- Medicare and private payers cover chronic care management services if a patient has two or more serious conditions that are expected to last at least a year.
- Medical offices often question the correct way to code for CCM for Medicare. CodingIntel provides the correct way to utilize CPT® 99490, 99439, 99491, 99437, 99487, and 99489.
- See also Principal Care Management
- And, download our Care Management Coding Guide and CCM Quick Reference Sheet
Use of CPT® codes 99490, 99439, 99487, 99489, 99491 and HCPCS code G0506
Chronic care management services are service provided to patients who have medical and/or psychosocial needs requiring establishing, implementing and monitoring a care plan. By definition, they are for patients who have two or more chronic illness expected to last for at least 12 months, or until the death of the patient, that place them at significant risk of death, acute exacerbation/decompensation or functional decline.

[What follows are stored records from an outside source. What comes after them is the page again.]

use crate::{ClientError, ClientResult};

use bs_config::UpstreamConfig;
use bs_core::{Project, ProjectSource, Result as SearchResult, SearchError};

use std::time::Duration;

use async_trait::async_trait;
use log::{debug, warn};
use reqwest::Client as ReqwestClient;
use serde::Deserialize;

const API_KEY_PARAM: &str = "apiKey";

/// Error body returned by Backlog on non-success responses
#[derive(Debug, Deserialize)]
struct BacklogErrorBody {
    #[serde(default)]
    errors: Vec<BacklogErrorEntry>,
}

#[derive(Debug, Deserialize)]
struct BacklogErrorEntry {
    message: String,
}

/// HTTP client for the upstream Backlog REST API
pub struct BacklogClient {
    pub base_url: String,
    api_key: String,
    client: ReqwestClient,
}

impl BacklogClient {
    /// Create a new client
    ///
    /// # Arguments
    /// * `base_url` - API root (e.g., "https://example.backlog.jp/api/v2")
    /// * `api_key` - Sent as the `apiKey` query parameter on every request
    /// * `timeout` - Total time allowed for one request
    pub fn new(base_url: &str, api_key: &str, timeout: Duration) -> ClientResult<Self> {
        let client = ReqwestClient::builder().timeout(timeout).build()?;

        Ok(Self {
            base_url: base_url.trim_end_matches('/').to_string(),
            api_key: api_key.to_string(),
            client,
        })
    }

    /// Create a client from validated upstream settings
    pub fn from_config(config: &UpstreamConfig) -> ClientResult<Self> {
        Self::new(
            config.base_url(),
            config.api_key.as_deref().unwrap_or_default(),
            config.timeout(),
        )
    }

    /// GET /projects
    ///
    /// Fetch every project visible to the API key.
    pub async fn fetch_projects(&self) -> ClientResult<Vec<Project>> {
        let url = format!("{}/projects", self.base_url);
        debug!("GET {}", url);

        let response = self
            .client
            .get(&url)
            .query(&[(API_KEY_PARAM, self.api_key.as_str())])
            .send()
            .await?;

        let status = response.status();
        let body = response.text().await?;

        if !status.is_success() {
            return Err(ClientError::status(
                status.as_u16(),
                Self::status_message(status, &body),
            ));
        }

        let projects: Vec<Project> = serde_json::from_str(&body)?;
        debug!("Upstream returned {} projects", projects.len());

        Ok(projects)
    }

    /// Build a message for a non-success response, preferring the
    /// upstream's own error text when the body carries one.
    fn status_message(status: reqwest::StatusCode, body: &str) -> String {
        let detail = serde_json::from_str::<BacklogErrorBody>(body)
            .ok()
            .and_then(|parsed| parsed.errors.into_iter().next())
            .map(|entry| entry.message);

        match detail {
            Some(detail) => format!("Upstream returned HTTP {}: {}", status, detail),
            None => format!("Upstream returned HTTP {}", status),
        }
    }
}

#[async_trait]
impl ProjectSource for BacklogClient {
    async fn list_projects(&self) -> SearchResult<Vec<Project>> {
        self.fetch_projects().await.map_err(|e| {
            if e.is_timeout() {
                warn!("Upstream project list timed out: {}", e);
            } else {
                warn!("Upstream project list failed: {}", e);
            }
            SearchError::from(e)
        })
    }
}
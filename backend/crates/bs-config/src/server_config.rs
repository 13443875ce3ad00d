use crate::{ConfigError, ConfigErrorResult, DEFAULT_HOST, DEFAULT_PORT, MIN_PORT};

use serde::Deserialize;

#[derive(Debug, Clone, Deserialize)]
#[serde(default)]
pub struct ServerConfig {
    pub host: String,
    pub port: u16,
}

impl Default for ServerConfig {
    fn default() -> Self {
        Self {
            host: String::from(DEFAULT_HOST),
            port: DEFAULT_PORT,
        }
    }
}

impl ServerConfig {
    pub fn validate(&self) -> ConfigErrorResult<()> {
        if self.host.trim().is_empty() {
            return Err(ConfigError::config("server.host must not be empty"));
        }

        // Port 0 means "auto-assign" - OS picks an available port.
        if self.port != 0 && self.port < MIN_PORT {
            return Err(ConfigError::config(format!(
                "server.port must be 0 (auto) or >= {}, got {}",
                MIN_PORT, self.port
            )));
        }

        Ok(())
    }
}
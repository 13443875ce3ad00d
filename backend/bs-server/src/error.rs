use thiserror::Error;

#[derive(Error, Debug)]
pub enum ServerError {
    #[error("Config error: {0}")]
    Config(#[from] bs_config::ConfigError),

    #[error("Upstream client error: {0}")]
    Client(#[from] bs_client::ClientError),

    #[error("IO error: {0}")]
    Io(#[from] std::io::Error),

    #[error("Logger error: {message}")]
    Logger { message: String },
}

pub type Result<T> = std::result::Result<T, ServerError>;
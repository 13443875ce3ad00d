use axum::response::Html;

const INDEX_HTML: &str = include_str!("../../static/index.html");

/// GET /
///
/// Static search page
pub async fn index() -> Html<&'static str> {
    Html(INDEX_HTML)
}
use crate::tests::{StaticSource, apollo_zeus};
use crate::{SearchError, SearchProxy};

use std::sync::Arc;

#[tokio::test]
async fn test_search_filters_upstream_list() {
    let source = Arc::new(StaticSource::with_projects(apollo_zeus()));
    let proxy = SearchProxy::new(source.clone());

    let results = proxy.search("apollo").await.unwrap();

    assert_eq!(results.len(), 2);
    assert_eq!(results[0].id, 1);
    assert_eq!(results[1].id, 2);
}

#[tokio::test]
async fn test_search_calls_upstream_exactly_once() {
    let source = Arc::new(StaticSource::with_projects(apollo_zeus()));
    let proxy = SearchProxy::new(source.clone());

    proxy.search("").await.unwrap();
    assert_eq!(source.calls(), 1);

    proxy.search("zeus").await.unwrap();
    assert_eq!(source.calls(), 2);
}

#[tokio::test]
async fn test_search_propagates_upstream_failure() {
    let source = Arc::new(StaticSource::failing("connection refused"));
    let proxy = SearchProxy::new(source.clone());

    let result = proxy.search("apollo").await;

    let err = result.unwrap_err();
    assert!(matches!(err, SearchError::UpstreamFailure { .. }));
    assert_eq!(err.message(), "connection refused");
    assert_eq!(source.calls(), 1);
}

#[test]
fn test_upstream_error_display_includes_message() {
    let err = SearchError::upstream("HTTP 500");

    assert!(err.to_string().contains("Upstream failure: HTTP 500"));
}
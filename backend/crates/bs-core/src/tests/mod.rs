mod search;

use crate::{Project, ProjectSource, Result as SearchResult, SearchError};

use std::sync::atomic::{AtomicUsize, Ordering};

use async_trait::async_trait;

/// In-memory project source that counts how often it is called
pub(crate) struct StaticSource {
    outcome: Result<Vec<Project>, String>,
    calls: AtomicUsize,
}

impl StaticSource {
    pub(crate) fn with_projects(projects: Vec<Project>) -> Self {
        Self {
            outcome: Ok(projects),
            calls: AtomicUsize::new(0),
        }
    }

    pub(crate) fn failing(message: &str) -> Self {
        Self {
            outcome: Err(message.to_string()),
            calls: AtomicUsize::new(0),
        }
    }

    pub(crate) fn calls(&self) -> usize {
        self.calls.load(Ordering::SeqCst)
    }
}

#[async_trait]
impl ProjectSource for StaticSource {
    async fn list_projects(&self) -> SearchResult<Vec<Project>> {
        self.calls.fetch_add(1, Ordering::SeqCst);

        match &self.outcome {
            Ok(projects) => Ok(projects.clone()),
            Err(message) => Err(SearchError::upstream(message.clone())),
        }
    }
}

/// The three-project list used throughout the search tests
pub(crate) fn apollo_zeus() -> Vec<Project> {
    vec![
        Project::new(1, "Apollo"),
        Project::new(2, "apollo II"),
        Project::new(3, "Zeus"),
    ]
}
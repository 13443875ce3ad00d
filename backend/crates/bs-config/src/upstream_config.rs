use crate::{
    ConfigError, ConfigErrorResult, DEFAULT_UPSTREAM_TIMEOUT_SECS, MAX_UPSTREAM_TIMEOUT_SECS,
    MIN_UPSTREAM_TIMEOUT_SECS,
};

use std::time::Duration;

use serde::Deserialize;

/// Upstream project-management API settings.
///
/// There are no built-in defaults for `base_url` or `api_key`; both must be
/// supplied through `config.toml` or the environment.
#[derive(Debug, Clone, Deserialize)]
#[serde(default)]
pub struct UpstreamConfig {
    /// API root, e.g. `https://example.backlog.jp/api/v2`
    pub base_url: String,
    /// Sent as the `apiKey` query parameter. Never logged.
    pub api_key: Option<String>,
    /// Per-request timeout for the upstream call
    pub timeout_secs: u64,
}

impl Default for UpstreamConfig {
    fn default() -> Self {
        Self {
            base_url: String::new(),
            api_key: None,
            timeout_secs: DEFAULT_UPSTREAM_TIMEOUT_SECS,
        }
    }
}

impl UpstreamConfig {
    pub fn validate(&self) -> ConfigErrorResult<()> {
        let base_url = self.base_url.trim();
        if base_url.is_empty() {
            return Err(ConfigError::upstream("upstream.base_url is required"));
        }

        if !(base_url.starts_with("http://") || base_url.starts_with("https://")) {
            return Err(ConfigError::upstream(format!(
                "upstream.base_url must start with http:// or https://, got {}",
                base_url
            )));
        }

        match self.api_key.as_deref().map(str::trim) {
            Some(key) if !key.is_empty() => {}
            _ => return Err(ConfigError::upstream("upstream.api_key is required")),
        }

        if self.timeout_secs < MIN_UPSTREAM_TIMEOUT_SECS
            || self.timeout_secs > MAX_UPSTREAM_TIMEOUT_SECS
        {
            return Err(ConfigError::upstream(format!(
                "upstream.timeout_secs must be {}-{}, got {}",
                MIN_UPSTREAM_TIMEOUT_SECS, MAX_UPSTREAM_TIMEOUT_SECS, self.timeout_secs
            )));
        }

        Ok(())
    }

    /// Base URL without surrounding whitespace or trailing slashes
    pub fn base_url(&self) -> &str {
        self.base_url.trim().trim_end_matches('/')
    }

    pub fn timeout(&self) -> Duration {
        Duration::from_secs(self.timeout_secs)
    }
}
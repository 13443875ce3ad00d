use std::panic::Location;
use std::path::PathBuf;
use std::result::Result as StdResult;

use error_location::ErrorLocation;
use thiserror::Error as ThisError;

#[derive(ThisError, Debug)]
pub enum ConfigError {
    #[error("{category} error: {message} {location}")]
    Generic {
        category: &'static str,
        message: String,
        location: ErrorLocation,
    },

    #[error("IO error reading {path}: {source}")]
    Io {
        path: PathBuf,
        #[source]
        source: std::io::Error,
    },

    #[error("TOML parse error in {path}: {source}")]
    Toml {
        path: PathBuf,
        #[source]
        source: toml::de::Error,
    },
}

impl ConfigError {
    /// Create a config error
    #[track_caller]
    pub fn config<S: Into<String>>(message: S) -> Self {
        ConfigError::Generic {
            category: "Config",
            message: message.into(),
            location: ErrorLocation::from(Location::caller()),
        }
    }

    /// Create an upstream settings error
    #[track_caller]
    pub fn upstream<S: Into<String>>(message: S) -> Self {
        ConfigError::Generic {
            category: "Upstream",
            message: message.into(),
            location: ErrorLocation::from(Location::caller()),
        }
    }

    /// Create a logging error
    #[track_caller]
    pub fn logging<S: Into<String>>(message: S) -> Self {
        ConfigError::Generic {
            category: "Logging",
            message: message.into(),
            location: ErrorLocation::from(Location::caller()),
        }
    }
}

pub type ConfigErrorResult<T> = StdResult<T, ConfigError>;
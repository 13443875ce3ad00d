pub(crate) mod client;
pub(crate) mod error;

pub use client::BacklogClient;
pub use error::{ClientError, Result as ClientResult};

Some of the codes describe care provided by a physician or non-physician practitioner (NPP), and some describe services performed by clinical staff under the supervision and direction of a physician or NPP. If a physician or NPP provides the service, do not double count time spent in any other, billable activity. All contributing activities performed are for the period of time during a calendar month.
Chronic care management does not require moderate or high MDM. “Both chronic care and complex chronic care management address, as needed, all medical conditions, psychosocial needs, and activities of daily living.” [1]
Additional requirements:
- CMS requires verbal or written consent from the patient, and this consent must be documented in the medical record.
- Development of a comprehensive care plan.
- The patient must have a designated physician/NPP as their clinician and have 24/7 access to address urgent needs (this can be met by personnel trained to triage or provide clinical care, or outsourced to a third-party vendor who can provide this coverage if you do not have enough staff to meet this requirement).
- The practice must use a certified electronic health record, although faxing is allowed to share the care plan.
- Use a standardized method to identify patients who are eligible for the service.
- Manage care transitions.
- Give a copy of the plan to the patient.
- For CMS, supervision is general. This means that the physician or NPP who is supervising the work done by clinical staff does not need to be in the same place when the work is done.